WHAT THE TASK REQUIRES » Find every line below that contains the word "jedno" and copy it out.

── TASK DATA

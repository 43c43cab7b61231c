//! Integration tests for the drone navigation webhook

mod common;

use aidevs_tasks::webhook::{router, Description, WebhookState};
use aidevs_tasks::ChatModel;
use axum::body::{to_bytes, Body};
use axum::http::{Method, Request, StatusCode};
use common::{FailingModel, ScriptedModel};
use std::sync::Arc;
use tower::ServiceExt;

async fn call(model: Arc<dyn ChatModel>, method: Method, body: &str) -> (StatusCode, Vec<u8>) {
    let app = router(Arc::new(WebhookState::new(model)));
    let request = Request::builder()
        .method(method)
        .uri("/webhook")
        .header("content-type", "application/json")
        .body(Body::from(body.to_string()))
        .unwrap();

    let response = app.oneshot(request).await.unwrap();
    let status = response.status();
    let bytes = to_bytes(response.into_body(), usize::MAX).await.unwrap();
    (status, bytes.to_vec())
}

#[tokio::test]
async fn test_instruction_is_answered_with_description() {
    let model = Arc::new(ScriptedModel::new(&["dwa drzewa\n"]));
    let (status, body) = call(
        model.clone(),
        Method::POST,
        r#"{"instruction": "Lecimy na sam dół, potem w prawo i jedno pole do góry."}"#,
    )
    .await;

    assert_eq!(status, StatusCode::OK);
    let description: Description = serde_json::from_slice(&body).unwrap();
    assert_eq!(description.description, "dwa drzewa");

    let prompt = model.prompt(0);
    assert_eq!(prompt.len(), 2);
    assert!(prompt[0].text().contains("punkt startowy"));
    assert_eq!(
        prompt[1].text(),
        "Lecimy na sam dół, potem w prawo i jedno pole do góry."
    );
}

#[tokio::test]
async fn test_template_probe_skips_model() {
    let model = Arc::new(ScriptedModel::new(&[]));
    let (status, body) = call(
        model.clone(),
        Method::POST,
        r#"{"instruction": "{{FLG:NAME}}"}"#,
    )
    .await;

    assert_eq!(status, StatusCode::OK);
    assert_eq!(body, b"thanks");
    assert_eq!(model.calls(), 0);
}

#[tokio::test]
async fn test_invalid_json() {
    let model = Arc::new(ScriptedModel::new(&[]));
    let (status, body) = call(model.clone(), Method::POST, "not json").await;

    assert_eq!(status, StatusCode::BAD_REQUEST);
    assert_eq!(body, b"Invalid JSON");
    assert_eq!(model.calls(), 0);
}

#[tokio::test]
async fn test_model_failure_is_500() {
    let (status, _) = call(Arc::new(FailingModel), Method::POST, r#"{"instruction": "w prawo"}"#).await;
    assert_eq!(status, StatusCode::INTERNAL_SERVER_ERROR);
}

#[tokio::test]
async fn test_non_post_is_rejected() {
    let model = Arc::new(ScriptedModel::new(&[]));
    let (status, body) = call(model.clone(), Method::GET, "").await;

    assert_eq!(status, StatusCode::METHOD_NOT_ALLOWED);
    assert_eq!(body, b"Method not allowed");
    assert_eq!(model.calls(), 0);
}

────
── TASK DATA

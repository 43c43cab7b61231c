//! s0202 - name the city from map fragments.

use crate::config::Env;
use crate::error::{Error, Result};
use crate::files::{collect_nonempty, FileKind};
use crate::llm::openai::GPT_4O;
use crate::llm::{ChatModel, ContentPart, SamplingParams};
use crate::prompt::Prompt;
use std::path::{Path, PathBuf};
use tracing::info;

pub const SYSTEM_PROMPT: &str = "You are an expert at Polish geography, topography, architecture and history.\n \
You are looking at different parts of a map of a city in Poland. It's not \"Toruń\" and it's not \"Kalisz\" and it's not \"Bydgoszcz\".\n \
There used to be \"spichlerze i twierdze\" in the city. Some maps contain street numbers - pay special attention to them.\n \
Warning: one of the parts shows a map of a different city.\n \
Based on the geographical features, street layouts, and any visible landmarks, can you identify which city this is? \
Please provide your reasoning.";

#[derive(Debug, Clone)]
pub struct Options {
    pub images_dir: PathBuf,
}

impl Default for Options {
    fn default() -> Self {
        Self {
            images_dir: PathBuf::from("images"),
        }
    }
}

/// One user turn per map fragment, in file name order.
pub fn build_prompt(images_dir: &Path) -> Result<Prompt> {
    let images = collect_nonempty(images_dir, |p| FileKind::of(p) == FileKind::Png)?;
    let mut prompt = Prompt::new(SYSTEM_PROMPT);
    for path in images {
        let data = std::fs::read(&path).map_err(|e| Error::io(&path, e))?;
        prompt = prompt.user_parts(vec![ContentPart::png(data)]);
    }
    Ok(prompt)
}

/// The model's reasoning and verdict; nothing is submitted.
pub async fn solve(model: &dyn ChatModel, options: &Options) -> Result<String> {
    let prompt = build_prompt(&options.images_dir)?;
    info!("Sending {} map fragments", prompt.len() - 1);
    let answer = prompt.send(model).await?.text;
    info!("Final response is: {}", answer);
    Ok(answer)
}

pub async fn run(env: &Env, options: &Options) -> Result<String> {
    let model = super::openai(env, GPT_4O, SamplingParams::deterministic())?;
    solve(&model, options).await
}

────

WRITTEN ANSWER »
        r#"{"instruction": "Lecimy na sam dół, potem w prawo i jedno pole do góry."}"#,
        "Lecimy na sam dół, potem w prawo i jedno pole do góry."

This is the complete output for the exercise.